FRANCE TELECOM-ORANGE, LE PROCÈS DES SERIALS HARCELEURS DU CAC 40

L’ancien PDG Didier Lombard, nie comme ses co-prévenus tout « harcèlement moral », dix ans après plusieurs suicides de salariés.

Au terme de deux mois et 300 heures de débats accusateurs pour les ex-dirigeants de l’opérateur France-Télécom- Orange, dont Didier Lombard, l’ex-PDG, Louis-Pierre Wenès, son ancien bras droit, et Olivier Barberot, ex-DRH, ce moment judiciaire qui a mis au jour un harcèlement moral, systémique s’achève aujourd’hui. Une affaire qui restera emblématique tant par la mise au jour d’une politique ayant provoqué un harcèlement moral systémique chez France-Télécom que par le niveau de souffrance des victimes dont certaines conduites au suicide.

C’est le procès d’un système qui s’achève sur la mise à nu d’un système. Depuis deux mois, la conduite de la privatisation de France Télécom est disséquée.

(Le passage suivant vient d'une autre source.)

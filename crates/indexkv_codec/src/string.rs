//! Ordered string encoding.
//!
//! Strings go through independent stages so each can be tested on its own:
//!
//! 1. **Invert** (descending only): every code point `c` becomes
//!    `MAX_CODE_POINT - c`, reversing relative order.
//! 2. **Pad**: right-pad to the index's pad length with a filler that sorts
//!    where "end of string" must sort. Ascending uses the lowest unit;
//!    descending uses a unit above every inverted code point.
//! 3. **Serialize**: ascending strings stay UTF-8. Descending units are
//!    written as 3-byte big-endian integers (inverted values can land in the
//!    surrogate range and are not valid `char`s), then optionally
//!    re-encoded through the base32hex alphabet.

use crate::base32;
use crate::error::{CodecError, CodecResult};
use crate::value::{EncodeOptions, SortOrder};

/// Largest Unicode scalar value.
pub const MAX_CODE_POINT: u32 = char::MAX as u32;

/// Filler for ascending strings. Reserved: ordered strings may not contain it.
pub const ASCENDING_FILLER: char = '\0';

/// Filler for descending strings, one above any inverted code point.
pub const DESCENDING_FILLER: u32 = MAX_CODE_POINT + 1;

/// Bytes used to serialize one descending code unit.
pub const UNIT_WIDTH: usize = 3;

/// Stage 1: invert every code point.
#[must_use]
pub fn invert_code_points(s: &str) -> Vec<u32> {
    s.chars().map(|c| MAX_CODE_POINT - u32::from(c)).collect()
}

/// Stage 2: right-pad `units` to `pad_length` with `filler`.
///
/// Units already at or beyond `pad_length` are left as they are.
#[must_use]
pub fn pad_units(mut units: Vec<u32>, pad_length: usize, filler: u32) -> Vec<u32> {
    if units.len() < pad_length {
        units.resize(pad_length, filler);
    }
    units
}

/// Stage 3: serialize code units as fixed-width big-endian integers.
#[must_use]
pub fn units_to_bytes(units: &[u32]) -> Vec<u8> {
    let mut out = Vec::with_capacity(units.len() * UNIT_WIDTH);
    for unit in units {
        out.extend_from_slice(&unit.to_be_bytes()[4 - UNIT_WIDTH..]);
    }
    out
}

/// Encodes a string for an index with the given options.
///
/// # Errors
///
/// Returns [`CodecError::ReservedCharacter`] if an ordered string contains
/// [`ASCENDING_FILLER`].
pub fn encode_string(s: &str, options: &EncodeOptions) -> CodecResult<Vec<u8>> {
    match options.order {
        SortOrder::Unordered => Ok(s.as_bytes().to_vec()),
        SortOrder::Ascending => {
            reject_filler(s)?;
            Ok(encode_ascending(s, options.string_pad_length))
        }
        SortOrder::Descending => {
            reject_filler(s)?;
            Ok(encode_descending(
                s,
                options.string_pad_length,
                options.base32,
            ))
        }
    }
}

fn reject_filler(s: &str) -> CodecResult<()> {
    if s.contains(ASCENDING_FILLER) {
        return Err(CodecError::ReservedCharacter {
            code_point: u32::from(ASCENDING_FILLER),
        });
    }
    Ok(())
}

fn encode_ascending(s: &str, pad_length: usize) -> Vec<u8> {
    let chars = s.chars().count();
    let mut out = Vec::with_capacity(s.len() + pad_length.saturating_sub(chars));
    out.extend_from_slice(s.as_bytes());
    // The filler is a single UTF-8 byte, so one byte per missing character.
    out.resize(out.len() + pad_length.saturating_sub(chars), ASCENDING_FILLER as u8);
    out
}

fn encode_descending(s: &str, pad_length: usize, base32: bool) -> Vec<u8> {
    let inverted = invert_code_points(s);
    // At least one filler, so a string always sorts before its own prefixes
    // even past the pad length.
    let target = pad_length.max(inverted.len() + 1);
    let units = pad_units(inverted, target, DESCENDING_FILLER);
    let raw = units_to_bytes(&units);
    if base32 {
        base32::encode(&raw)
    } else {
        raw
    }
}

Les audiences s’achèvent et l’histoire retiendra l’indignité d’une mécanique qui a amené l’équipe dirigeante d’un géant des télécoms, pilier du CAC 40, à planifier, puis mettre méthodiquement en œuvre un arsenal de destruction massive pour gagner la guerre du cash-flow contre le service public. « On va faire un crash programme pour accélérer… C’est la logique business qui domine », certifiait en 2006 Olivier Barberot, DRH, dans un des documents révélés à l’audience.

Entre 2008 et 2009, une trentaine de salariés de l’entreprise se sont donné la mort? certains évoquant «un management par la terreur».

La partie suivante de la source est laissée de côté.